Al confine tra le province di Parma e Piacenza, estremità occidentale della pianura emiliana, si apre il Parco fluviale Regione dello Stirone. Il corso del torrente Stirone interessa l’area del Parco per una lunghezza di circa 14 km, a partire dall’abitato di Fidenza. Nel corso del tempo il torrente ha inciso profondamente la sua piana alluvionale, portando alla luce moltissimi fossili risalenti a epoche geologiche diverse; attraverso di essi è possibile ricostruire la storia dell’uomo che fin dai tempi più antichi abitava queste zone per la sua importanza scientifica e didattica.
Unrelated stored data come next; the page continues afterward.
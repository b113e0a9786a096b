//! Route table and the handlers that do not belong to a resource.

mod certificates;
mod personnel;
mod sites;
mod stats;

use axum::Json;
use axum::Router;
use axum::extract::State;
use axum::middleware;
use axum::response::IntoResponse;
use axum::routing::{get, post};
use chrono::Utc;
use serde_json::json;

use crate::auth::require_api_key;
use crate::error::AppError;
use crate::state::AppState;

pub const SERVICE_NAME: &str = "siteboard-api";

/// All routes, with state attached. Layers are added by [`crate::router`].
pub fn routes(state: AppState) -> Router {
    let protected = Router::new()
        .route("/sites", get(sites::list).post(sites::create))
        .route("/sites/search", get(sites::search))
        .route("/sites/:id", get(sites::detail).put(sites::update))
        .route("/sites/:id/assign", post(sites::assign))
        .route("/sites/:id/unassign", post(sites::unassign))
        .route("/personnel", get(personnel::list).post(personnel::create))
        .route("/personnel/:id", get(personnel::detail).put(personnel::update))
        .route(
            "/certificates",
            get(certificates::list).post(certificates::create),
        )
        .route(
            "/certificates/:id",
            get(certificates::detail).put(certificates::update),
        )
        .route("/stats", get(stats::dashboard))
        .route_layer(middleware::from_fn_with_state(
            state.clone(),
            require_api_key,
        ));

    let api = Router::new().route("/health", get(health)).merge(protected);

    Router::new()
        .route("/", get(index))
        .nest("/api", api)
        .fallback(not_found)
        .with_state(state)
}

async fn index() -> impl IntoResponse {
    Json(json!({
        "name": "Siteboard API",
        "version": env!("CARGO_PKG_VERSION"),
        "endpoints": {
            "sites": "GET/POST /api/sites",
            "sites_detail": "GET/PUT /api/sites/{id}",
            "sites_search": "GET /api/sites/search?q=",
            "sites_assign": "POST /api/sites/{id}/assign",
            "sites_unassign": "POST /api/sites/{id}/unassign",
            "personnel": "GET/POST /api/personnel",
            "personnel_detail": "GET/PUT /api/personnel/{id}",
            "certificates": "GET/POST /api/certificates",
            "certificates_detail": "GET/PUT /api/certificates/{id}",
            "stats": "GET /api/stats",
            "health": "GET /api/health",
        },
    }))
}

async fn health(State(state): State<AppState>) -> impl IntoResponse {
    Json(json!({
        "status": "healthy",
        "service": SERVICE_NAME,
        "backend": state.store.name(),
        "timestamp": Utc::now(),
    }))
}

async fn not_found() -> AppError {
    AppError::route_not_found()
}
Il tratto fluviale tra S. Nicomede e Laurano é stato definito, già dagli anni ’70, Museo all’aperto.
La vegetazione varia a seconda della posizione più o meno ravvicinata al corso d’acqua, in relazione quindi alla composizione del suolo, alla sua stabilità e ai vari gradi di permeabilità. Le piante che crescono sul greto del torrente sono le più tenaci e quelle che con maggiore facilità sanno adattarsi a situazioni estreme, grazie anche al fatto che sono in grado di svolgere rapidamente il loro ciclo riproduttivo. Nella fascia immediatamente successiva, periodicamente allagata dall’acqua, crescono splendidi salici. Oltre la zona dei salici arbustivi crescono i primi alberi, che formano rigogliosi e intricati boschetti di specie igrofile, cioè amanti dell’umidità, come salice bianco, pioppo bianco e pioppo nero. Poi cominciano i querceti mesofili e xerofili, a seconda della temperatura più o meno fresca. Nel sottobosco delle zone più aride si incontrano il raro dente di cane, il dittamo, detto limonella per l’odore tipico che emana, e le orchidee.
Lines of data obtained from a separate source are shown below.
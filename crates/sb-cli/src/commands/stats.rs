use sb_config::SiteboardConfig;

use crate::cli::GlobalFlags;
use crate::commands::shared::client;
use crate::output::output;

/// Handle `siteboard stats`.
pub async fn handle(config: &SiteboardConfig, flags: &GlobalFlags) -> anyhow::Result<()> {
    let stats = client(config)?.stats().await?;
    output(&stats, flags.format)
}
Al limite meridionale del Parco, nella Valle dello Stirone, si erge la punta rocciosa di Pietra nera; si tratta di un’ofiolite: questo nome, derivante dal greco ofios che vuol dire serpente, richiama l’aspetto variegato e la colorazione verde-nera di questo tipo di rocce, che ricordano la livrea dei serpenti. Questa affascinante pietra costituisce la testimonianza delle piú remote vicende geologiche dell’Appennino.
Tra i mammiferi sono molto diffusi la lepre e il riccio; non è difficile scorgere poi le tane del tasso o imbattersi nelle impronte della faina e della volpe. Sulle ripide scarpate create dall’attività erosiva del torrente nel periodo di maggio si può avvistare il gruccione, un uccello dal piumaggio vivace, variopinto di rosso, giallo, verde e azzurro; chiamato così per la sua andatura goffa, come se si appoggiasse a delle grucce, nidifica nel Parco in grandi colonie. Tutto l’anno si trova, invece, il martin pescatore. Abitato fin da tempi antichissimi, il territorio fu sfruttato dai romani per la ricchezza di saline. Furono, però, i Farnese ad apportare significativi ammodernamenti agli impianti di estrazione del sale, introducendo anche il “pozzo della ruota”: una ruota a scalini mossa dai galeotti, costretti a camminarvi sopra, al cui asse erano collegate funi che issavano e immergevano secchi nel pozzo.